→ Data supplied
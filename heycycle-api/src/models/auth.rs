use serde::{Deserialize, Serialize};

/// Login payload encrypted and sent to the token endpoint.
#[derive(Debug, Clone, PartialEq, Eq, Serialize, Deserialize)]
pub struct Credentials {
    pub client_id: String,
    pub client_secret: String,
    pub grant_type: String,
    pub username: String,
    pub password: String,
}

impl Credentials {
    pub fn password_grant(
        client_id: impl Into<String>,
        client_secret: impl Into<String>,
        username: impl Into<String>,
        password: impl Into<String>,
    ) -> Self {
        Self {
            client_id: client_id.into(),
            client_secret: client_secret.into(),
            grant_type: String::from("password"),
            username: username.into(),
            password: password.into(),
        }
    }
}

/// Body of `POST /token`.
#[derive(Debug, Clone, Serialize, Deserialize)]
pub struct TokenRequest {
    /// Base64 AES-CBC ciphertext of the JSON encoded [`Credentials`]
    pub data: String,
}

/// Body returned by `POST /token` on success.
#[derive(Debug, Clone, PartialEq, Eq, Serialize, Deserialize)]
pub struct TokenResponse {
    pub access_token: String,
    #[serde(default)]
    pub token_type: String,
    #[serde(default)]
    pub refresh_token: String,
    #[serde(default)]
    pub expires_in: Option<u64>,
    #[serde(default)]
    pub scope: String,
}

→ What you have to do
Please retype all of the material above, keeping it exact.

→ Exercise output
filename heycycle-api/src/models/auth.rs
use serde::{Deserialize, Serialize};

/// Login payload encrypted and sent to the token endpoint.
#[derive(Debug, Clone, PartialEq, Eq, Serialize, Deserialize)]
pub struct Credentials {
    pub client_id: String,
    pub client_secret: String,
    pub grant_type: String,
    pub username: String,
    pub password: String,
}

impl Credentials {
    pub fn password_grant(
        client_id: impl Into<String>,
        client_secret: impl Into<String>,
        username: impl Into<String>,
        password: impl Into<String>,
    ) -> Self {
        Self {
            client_id: client_id.into(),
            client_secret: client_secret.into(),
            grant_type: String::from("password"),
            username: username.into(),
            password: password.into(),
        }
    }
}

/// Body of `POST /token`.
#[derive(Debug, Clone, Serialize, Deserialize)]
pub struct TokenRequest {
    /// Base64 AES-CBC ciphertext of the JSON encoded [`Credentials`]
    pub data: String,
}

/// Body returned by `POST /token` on success.
#[derive(Debug, Clone, PartialEq, Eq, Serialize, Deserialize)]
pub struct TokenResponse {
    pub access_token: String,
    #[serde(default)]
    pub token_type: String,
    #[serde(default)]
    pub refresh_token: String,
    #[serde(default)]
    pub expires_in: Option<u64>,
    #[serde(default)]
    pub scope: String,
}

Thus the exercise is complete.